UK Politics

Welfare overhaul plan passes first parliamentary hurdle

work and Pensions Secretary Iain Duncan Smith
Image caption Iain Duncan Smith said he wanted to set a "new course" for the welfare state

Far-reaching proposals to overhaul the welfare system have passed their first parliamentary hurdle.

The government's welfare reform bill got its second reading in the House of Commons with a majority of 288.

During the debate, Work and Pensions Secretary Iain Duncan Smith reassured cancer charities that he would listen to their concerns over benefit changes.

Labour said they supported aspects of the proposed legislation but had reservations about its overall impact.

Labour MPs abstained in Wednesday's vote and their own amendment, raising various objections and urging further consultation, was defeated by 73 votes.

Charity concerns

Ahead of the bill's Second Reading, 30 cancer charities warned that disability benefit changes could leave people without financial support "when they need it the most".

Mr Duncan Smith said he was taking advice on issues raised and was not trying to harm cancer patients after the charities signed an open letter to the Guardian, raising concerns about changes to Employment and Support Allowance, which replaced incapacity benefit and Disability Living Allowance.

They were concerned that plans to limit ESA to one year would hit cancer patients who wanted to return to work but did not recovery quickly enough.

They also called for an end to an existing rule which allowed patients taking chemotherapy orally to be treated differently to those having injections.

And they criticised proposals that could see cancer patients have to wait six months, rather than three, to claim the new Personal Independence Payment that will replace DLA.

'Increased hardship'

They wrote: "Cancer treatment often starts very quickly following diagnosis and the needs associated with cancer can escalate rapidly. In the first six months following diagnosis, people with cancer face dramatically increased outgoings to cover expenses such as travel and parking for hospital appointments and extra fuel costs.

"Without support for these costs as soon as the need arises, people with cancer will face increased levels of hardship and some will get further into debt."

Opening Wednesday's debate, Mr Duncan Smith told MPs: "I think that the bill before us today... does set, I hope, a new course for the welfare state.

"I believe it will enable us to reach out to some of the groups of people that have become detached from the rest of society, trapped too often in a permanent state of worklessness and too often, in dependency."

Universal credit

The bill contains plans to replace six income-related work-based benefits with a single universal credit from 2013 - the government says it will make sure people are always better off in work and will close a loophole where some couples get more if they live apart.

There will also be an annual benefit cap of about £26,000 per family, and those refusing to work face a loss of benefits for up to three years.

Asked about the cancer charities' concerns, Mr Duncan Smith told MPs "very substantial changes" had already been made to support cancer patients.

But he said he understood concerns about oral chemotherapy and he had asked Professor Malcolm Harrington, who has reviewed the ESA system, to give advice on the issue.

"Professor Harrington will review that, will take evidence and we have asked the cancer groups to offer their thoughts and advice on this, as well as the medical fraternity and we will take consideration of what Professor Harrington says."

He added: "We are not in the business of trying to harm or affect cancer patients, quite the contrary, I think we have made some very serious changes to what we inherited from the previous government and that is what we will continue to do."

'Compassion test'

For Labour, shadow work and pensions secretary Liam Byrne pressed him to say that people with permanent disabilities would not have to repeatedly undergo assessments for disability benefits. He said: "Are you saying this afternoon that if someone is deaf-blind they will be recalled for regular checks under the regime that you are aspiring to put in place, yes or no?"

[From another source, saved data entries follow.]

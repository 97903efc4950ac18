//! # sheetbridge-sync
//!
//! The synchronous core of the bridge: update queue and conflict resolution,
//! freshness-guarded store writes, sheet mirroring with echo suppression,
//! change history and subscriber fan-out.
//!
//! Build a [`SyncEngine`] from a [`sheetbridge_core::SyncConfig`], feed it
//! through [`SyncEngine::ingest`] and [`SyncEngine::client_write`], and
//! call [`SyncEngine::flush`] on a timer.

pub mod engine;
pub mod error;
pub mod hub;
pub mod ingest;
pub mod queue;
pub mod sheet;
pub mod store;
pub mod suppression;
pub mod versions;

pub use engine::{EngineStatus, FlushOutcome, FlushReport, SyncEngine};
pub use error::{PropagationError, StoreError, SyncError, ValidationError};
pub use hub::{BroadcastHub, EventSink, HubEvent, HubStats, SubscriberId, TransportError};
pub use ingest::{ChangeNotification, ClientWrite, IngestOutcome};
pub use queue::{EnqueueOutcome, UpdateQueue, WriteRequest};
pub use sheet::{MemorySheet, SheetDocument, SheetFile, SheetWrite};
pub use store::{MemoryStore, RecordStore, RecordStoreAdapter, UpsertOutcome, UpsertPolicy};
pub use suppression::SuppressionLocks;
pub use versions::VersionTracker;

Mr Duncan Smith said that would be "looked at" during the bill's passage but it was "right" to see people and check on their condition, rather than leave them "parked forever on set benefits".

But Mr Byrne said some people should be exempted from having to "go through check after check".

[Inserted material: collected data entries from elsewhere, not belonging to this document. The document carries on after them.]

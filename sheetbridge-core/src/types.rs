//! Domain types shared by the sync engine, the daemon and the CLI.
//!
//! Field values are kept as `serde_json::Value` so text, numbers and dates
//! (ISO strings) pass through untouched; the engine never enforces a schema
//! beyond column identity.

use std::borrow::Borrow;
use std::collections::BTreeMap;
use std::fmt;

use chrono::{DateTime, Utc};
use serde::{Deserialize, Serialize};
use serde_json::Value;

/// Named scalar fields of one record, keyed by column name.
pub type FieldMap = BTreeMap<String, Value>;

// ---------------------------------------------------------------------------
// Newtypes
// ---------------------------------------------------------------------------

/// Stable business key of a record (e.g. an order code).
#[derive(Debug, Clone, PartialEq, Eq, PartialOrd, Ord, Hash, Serialize, Deserialize)]
#[serde(transparent)]
pub struct RecordKey(pub String);

impl RecordKey {
    pub fn as_str(&self) -> &str {
        &self.0
    }
}

impl fmt::Display for RecordKey {
    fn fmt(&self, f: &mut fmt::Formatter<'_>) -> fmt::Result {
        self.0.fmt(f)
    }
}

impl From<String> for RecordKey {
    fn from(s: String) -> Self {
        Self(s)
    }
}

impl From<&str> for RecordKey {
    fn from(s: &str) -> Self {
        Self(s.to_owned())
    }
}

impl Borrow<str> for RecordKey {
    fn borrow(&self) -> &str {
        &self.0
    }
}

/// Logical grouping that versions and subscriptions are scoped to
/// (typically one watched sheet).
#[derive(Debug, Clone, Default, PartialEq, Eq, PartialOrd, Ord, Hash, Serialize, Deserialize)]
#[serde(transparent)]
pub struct CollectionName(pub String);

impl CollectionName {
    pub fn as_str(&self) -> &str {
        &self.0
    }

    /// True when the name can stand as a single file stem: non-empty, no
    /// path separators or control characters, and no leading dot (which
    /// also rules out `.` and `..`).
    pub fn is_plain(&self) -> bool {
        let name = self.0.as_str();
        !name.is_empty()
            && !name.starts_with('.')
            && name.trim() == name
            && !name
                .chars()
                .any(|c| matches!(c, '/' | '\\' | ':') || c.is_control())
    }
}

impl fmt::Display for CollectionName {
    fn fmt(&self, f: &mut fmt::Formatter<'_>) -> fmt::Result {
        self.0.fmt(f)
    }
}

impl From<String> for CollectionName {
    fn from(s: String) -> Self {
        Self(s)
    }
}

impl From<&str> for CollectionName {
    fn from(s: &str) -> Self {
        Self(s.to_owned())
    }
}

impl Borrow<str> for CollectionName {
    fn borrow(&self) -> &str {
        &self.0
    }
}

// ---------------------------------------------------------------------------
// Enums
// ---------------------------------------------------------------------------

/// Which side of the bridge a write came from.
#[derive(Debug, Clone, Copy, PartialEq, Eq, Hash, Serialize, Deserialize)]
#[serde(rename_all = "lowercase")]
pub enum Source {
    /// The web client, writing to the relational store.
    Internal,
    /// The human-edited sheet, via its change notification.
    External,
}

impl fmt::Display for Source {
    fn fmt(&self, f: &mut fmt::Formatter<'_>) -> fmt::Result {
        match self {
            Source::Internal => write!(f, "internal"),
            Source::External => write!(f, "external"),
        }
    }
}

// ---------------------------------------------------------------------------
// Domain structs
// ---------------------------------------------------------------------------

/// A stored record: business key, columns, and the freshness timestamp used
/// by guarded upserts.
#[derive(Debug, Clone, PartialEq, Serialize, Deserialize)]
pub struct Record {
    pub key: RecordKey,
    #[serde(default)]
    pub fields: FieldMap,
    #[serde(skip_serializing_if = "Option::is_none")]
    pub updated_at: Option<DateTime<Utc>>,
}

/// A buffered write waiting for the next flush tick. At most one exists per
/// key.
#[derive(Debug, Clone, PartialEq, Serialize, Deserialize)]
pub struct PendingUpdate {
    pub collection: CollectionName,
    pub key: RecordKey,
    /// Internal (storage) key names.
    pub fields: FieldMap,
    pub source: Source,
    /// When the write happened at its origin; decides conflicts.
    pub timestamp: DateTime<Utc>,
    /// When the queue accepted it.
    pub enqueued_at: DateTime<Utc>,
    /// Failed flush attempts so far.
    #[serde(default)]
    pub attempts: u32,
}

/// One entry of a collection's change history, as returned to pollers and
/// pushed to subscribers.
#[derive(Debug, Clone, PartialEq, Serialize, Deserialize)]
pub struct VersionedChange {
    pub key: RecordKey,
    pub fields: FieldMap,
    pub version: u64,
    pub recorded_at: DateTime<Utc>,
    pub external: bool,
}

// ---------------------------------------------------------------------------
// Tests
// ---------------------------------------------------------------------------

#[cfg(test)]
mod tests {
    use super::*;
    use serde_json::json;

    #[test]
    fn newtype_display() {
        assert_eq!(RecordKey::from("DH001").to_string(), "DH001");
        assert_eq!(CollectionName::from("F3").to_string(), "F3");
    }

    #[test]
    fn plain_collection_names() {
        for name in ["orders", "F3", "stock_2026", "Q1 sales"] {
            assert!(CollectionName::from(name).is_plain(), "{name}");
        }
        for name in ["", ".", "..", "../escaped", "a/b", "a\\b", ".hidden", " orders", "c:x", "bad\n"] {
            assert!(!CollectionName::from(name).is_plain(), "{name:?}");
        }
    }

    #[test]
    fn source_serializes_lowercase() {
        assert_eq!(serde_json::to_value(Source::Internal).unwrap(), json!("internal"));
        assert_eq!(Source::External.to_string(), "external");
    }

    #[test]
    fn record_key_is_transparent_in_json() {
        let change = VersionedChange {
            key: RecordKey::from("DH001"),
            fields: FieldMap::new(),
            version: 7,
            recorded_at: Utc::now(),
            external: false,
        };
        let value = serde_json::to_value(&change).unwrap();
        assert_eq!(value["key"], json!("DH001"));
        assert_eq!(value["version"], json!(7));
    }

    #[test]
    fn pending_update_defaults_attempts() {
        let raw = json!({
            "collection": "orders",
            "key": "DH001",
            "fields": {"status": "a"},
            "source": "external",
            "timestamp": "2024-01-01T00:00:00Z",
            "enqueued_at": "2024-01-01T00:00:01Z",
        });
        let update: PendingUpdate = serde_json::from_value(raw).unwrap();
        assert_eq!(update.attempts, 0);
        assert_eq!(update.source, Source::External);
    }
}
//! `sheetbridge flush` and `sheetbridge requeue-dead`.

use anyhow::{Context, Result};
use clap::Args;
use colored::Colorize;
use serde_json::Value;

use sheetbridge_daemon::{request_flush, request_requeue_dead};

/// Arguments for `sheetbridge flush`.
#[derive(Args, Debug)]
pub struct FlushArgs {
    /// Emit the raw flush report as JSON.
    #[arg(long)]
    pub json: bool,
}

impl FlushArgs {
    pub fn run(self) -> Result<()> {
        let home = super::home_dir()?;
        let outcome = super::daemon_call(request_flush(&home), "failed to flush")?;
        if self.json {
            println!(
                "{}",
                serde_json::to_string_pretty(&outcome).context("failed to render flush report")?
            );
            return Ok(());
        }
        println!("{}", summarize_flush(&outcome));
        Ok(())
    }
}

/// Arguments for `sheetbridge requeue-dead`.
#[derive(Args, Debug)]
pub struct RequeueDeadArgs {}

impl RequeueDeadArgs {
    pub fn run(self) -> Result<()> {
        let home = super::home_dir()?;
        let data = super::daemon_call(
            request_requeue_dead(&home),
            "failed to requeue dead letters",
        )?;
        let requeued = data["requeued"].as_u64().unwrap_or(0);
        println!("requeued {requeued} dead-lettered update(s)");
        Ok(())
    }
}

fn summarize_flush(outcome: &Value) -> String {
    if outcome["outcome"] == "skipped" {
        return "flush skipped: another flush is in progress".yellow().to_string();
    }
    let count = |name: &str| outcome[name].as_u64().unwrap_or(0);
    let line = format!(
        "flushed {} update(s): {} applied, {} stale, {} failed, {} propagated",
        count("batch"),
        count("applied"),
        count("stale"),
        count("failed"),
        count("propagated"),
    );
    if count("failed") > 0 || count("propagation_failures") > 0 {
        line.red().to_string()
    } else {
        line.green().to_string()
    }
}
//! The external document side: mirroring rows out to the sheet.
//!
//! [`SheetFile`] keeps each collection as one JSON document at
//! `<root>/<collection>.json`. Row writes are hash-gated and atomic:
//!
//! 1. Load the collection document (empty if missing).
//! 2. Merge the incoming cells into the stored row.
//! 3. SHA-256 the merged row; skip if it matches the stored row's digest.
//! 4. Write to `<path>.tmp`.
//! 5. Rename to the final path (atomic on POSIX).
//!
//! Row digests are also what the daemon's watcher diffs to find which rows a
//! human edited.

use std::collections::BTreeMap;
use std::path::{Path, PathBuf};

use chrono::{DateTime, Utc};
use parking_lot::Mutex;
use serde::{Deserialize, Serialize};
use sha2::{Digest, Sha256};

use sheetbridge_core::{CollectionName, FieldMap, RecordKey};

use crate::error::{sheet_io_err, PropagationError};

/// Outcome of mirroring one row.
#[derive(Debug, Clone, Copy, PartialEq, Eq)]
pub enum SheetWrite {
    Written,
    /// Merged row identical to what the sheet already holds.
    Unchanged,
}

/// Write access to the external document.
pub trait SheetDocument: Send + Sync {
    /// Merge `row` (sheet labels → values) into the row for `key`.
    fn write_row(
        &self,
        collection: &CollectionName,
        key: &RecordKey,
        row: &FieldMap,
    ) -> Result<SheetWrite, PropagationError>;
}

// ---------------------------------------------------------------------------
// File-backed sheet
// ---------------------------------------------------------------------------

/// On-disk payload of one collection.
#[derive(Debug, Clone, Default, PartialEq, Serialize, Deserialize)]
pub struct SheetContents {
    #[serde(skip_serializing_if = "Option::is_none")]
    pub updated_at: Option<DateTime<Utc>>,
    #[serde(default)]
    pub rows: BTreeMap<RecordKey, FieldMap>,
}

/// Per-row digests of a collection, keyed by business key.
pub type RowFingerprints = BTreeMap<RecordKey, String>;

/// One JSON file per collection under a root directory.
#[derive(Debug)]
pub struct SheetFile {
    root: PathBuf,
    // Serializes read-merge-write cycles within this process.
    write_lock: Mutex<()>,
}

impl SheetFile {
    pub fn new(root: impl Into<PathBuf>) -> Self {
        Self {
            root: root.into(),
            write_lock: Mutex::new(()),
        }
    }

    pub fn root(&self) -> &Path {
        &self.root
    }

    /// `<root>/<collection>.json`. Names that are not a single plain path
    /// component are refused so nothing is written outside `root`.
    pub fn path_for(&self, collection: &CollectionName) -> Result<PathBuf, PropagationError> {
        if !collection.is_plain() {
            return Err(PropagationError::InvalidCollection(collection.to_string()));
        }
        Ok(self.root.join(format!("{}.json", collection.as_str())))
    }

    /// Load a collection. Returns an empty document if the file does not
    /// yet exist.
    pub fn load(&self, collection: &CollectionName) -> Result<SheetContents, PropagationError> {
        load_path(&self.path_for(collection)?)
    }

    /// Save a collection atomically (`.tmp` + rename).
    pub fn save(
        &self,
        collection: &CollectionName,
        contents: &SheetContents,
    ) -> Result<(), PropagationError> {
        let path = self.path_for(collection)?;
        std::fs::create_dir_all(&self.root).map_err(|e| sheet_io_err(&self.root, e))?;

        let json = serde_json::to_string_pretty(contents)?;
        let tmp = path.with_extension("json.tmp");
        std::fs::write(&tmp, &json).map_err(|e| sheet_io_err(&tmp, e))?;
        if let Err(e) = std::fs::rename(&tmp, &path) {
            let _ = std::fs::remove_file(&tmp);
            return Err(sheet_io_err(&path, e));
        }
        Ok(())
    }

    /// Collection a sheet file path belongs to, if it is one of ours.
    pub fn collection_for_path(&self, path: &Path) -> Option<CollectionName> {
        if path.parent()? != self.root.as_path() {
            return None;
        }
        let is_json = path
            .extension()
            .and_then(|ext| ext.to_str())
            .map(|ext| ext.eq_ignore_ascii_case("json"))
            .unwrap_or(false);
        if !is_json {
            return None;
        }
        path.file_stem()
            .and_then(|stem| stem.to_str())
            .map(CollectionName::from)
            .filter(CollectionName::is_plain)
    }
}

impl SheetDocument for SheetFile {
    fn write_row(
        &self,
        collection: &CollectionName,
        key: &RecordKey,
        row: &FieldMap,
    ) -> Result<SheetWrite, PropagationError> {
        let _guard = self.write_lock.lock();
        let mut contents = self.load(collection)?;

        let existing_digest = contents.rows.get(key).map(row_digest);
        let merged = {
            let entry = contents.rows.entry(key.clone()).or_default();
            for (label, value) in row {
                entry.insert(label.clone(), value.clone());
            }
            entry.clone()
        };
        if existing_digest.as_deref() == Some(row_digest(&merged).as_str()) {
            tracing::debug!("sheet row unchanged: {collection}/{key}");
            return Ok(SheetWrite::Unchanged);
        }

        contents.updated_at = Some(Utc::now());
        self.save(collection, &contents)?;
        tracing::info!("mirrored row to sheet: {collection}/{key}");
        Ok(SheetWrite::Written)
    }
}

fn load_path(path: &Path) -> Result<SheetContents, PropagationError> {
    if !path.exists() {
        return Ok(SheetContents::default());
    }
    let contents = std::fs::read_to_string(path).map_err(|e| sheet_io_err(path, e))?;
    if contents.trim().is_empty() {
        return Ok(SheetContents::default());
    }
    Ok(serde_json::from_str(&contents)?)
}

/// SHA-256 hex digest of a row. `FieldMap` is ordered, so equal rows hash
/// equally regardless of insertion order.
pub fn row_digest(row: &FieldMap) -> String {
    let bytes = serde_json::to_vec(row).unwrap_or_default();
    let mut hasher = Sha256::new();
    hasher.update(&bytes);
    hex::encode(hasher.finalize())
}

pub fn fingerprints(contents: &SheetContents) -> RowFingerprints {
    contents
        .rows
        .iter()
        .map(|(key, row)| (key.clone(), row_digest(row)))
        .collect()
}

/// Rows of `current` that are new or differ from `previous`. Deleted rows
/// are not reported; deletion is not synchronized.
pub fn changed_rows(
    previous: &RowFingerprints,
    current: &SheetContents,
) -> Vec<(RecordKey, FieldMap)> {
    current
        .rows
        .iter()
        .filter(|(key, row)| previous.get(*key) != Some(&row_digest(row)))
        .map(|(key, row)| (key.clone(), row.clone()))
        .collect()
}

// ---------------------------------------------------------------------------
// In-memory sheet
// ---------------------------------------------------------------------------

/// Sheet kept in memory; records every write. For embedding and tests.
#[derive(Debug, Default)]
pub struct MemorySheet {
    rows: Mutex<BTreeMap<(CollectionName, RecordKey), FieldMap>>,
    writes: Mutex<Vec<(CollectionName, RecordKey, FieldMap)>>,
}

impl MemorySheet {
    pub fn new() -> Self {
        Self::default()
    }

    pub fn row(&self, collection: &CollectionName, key: &RecordKey) -> Option<FieldMap> {
        self.rows
            .lock()
            .get(&(collection.clone(), key.clone()))
            .cloned()
    }

    /// Every `write_row` call so far, in order.
    pub fn writes(&self) -> Vec<(CollectionName, RecordKey, FieldMap)> {
        self.writes.lock().clone()
    }
}

impl SheetDocument for MemorySheet {
    fn write_row(
        &self,
        collection: &CollectionName,
        key: &RecordKey,
        row: &FieldMap,
    ) -> Result<SheetWrite, PropagationError> {
        self.writes
            .lock()
            .push((collection.clone(), key.clone(), row.clone()));
        let mut rows = self.rows.lock();
        let entry = rows.entry((collection.clone(), key.clone())).or_default();
        let before = entry.clone();
        for (label, value) in row {
            entry.insert(label.clone(), value.clone());
        }
        if *entry == before {
            Ok(SheetWrite::Unchanged)
        } else {
            Ok(SheetWrite::Written)
        }
    }
}
use std::path::{Path, PathBuf};
use std::time::Duration;

pub const DEBOUNCE_WINDOW: Duration = Duration::from_millis(500);
pub const PRUNE_INTERVAL: Duration = Duration::from_secs(60);

pub const DAEMON_SOCKET: &str = "daemon.sock";
pub const SHEETS_DIR: &str = "sheets";

pub fn sheetbridge_root(home: &Path) -> PathBuf {
    sheetbridge_core::config::root_dir(home)
}

pub fn socket_path(home: &Path) -> PathBuf {
    sheetbridge_root(home).join(DAEMON_SOCKET)
}

/// Directory holding one `<collection>.json` per sheet.
pub fn sheets_dir(home: &Path) -> PathBuf {
    sheetbridge_root(home).join(SHEETS_DIR)
}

More broadly, he said there were some aspects of the bill that Labour supported such as the introduction of the universal credit and efforts to tackle fraud in the benefits system.

But he described the bill as "ramshackle", in need of more thorough consultation, and failing the basic tests of "fostering ambition" and "nurturing compassion".

If issues raised by cancer charities were not addressed as the bill progressed, Mr Duncan Smith would have "single-handedly dismantled any notion compassionate Conservatism is truly a reality," he added.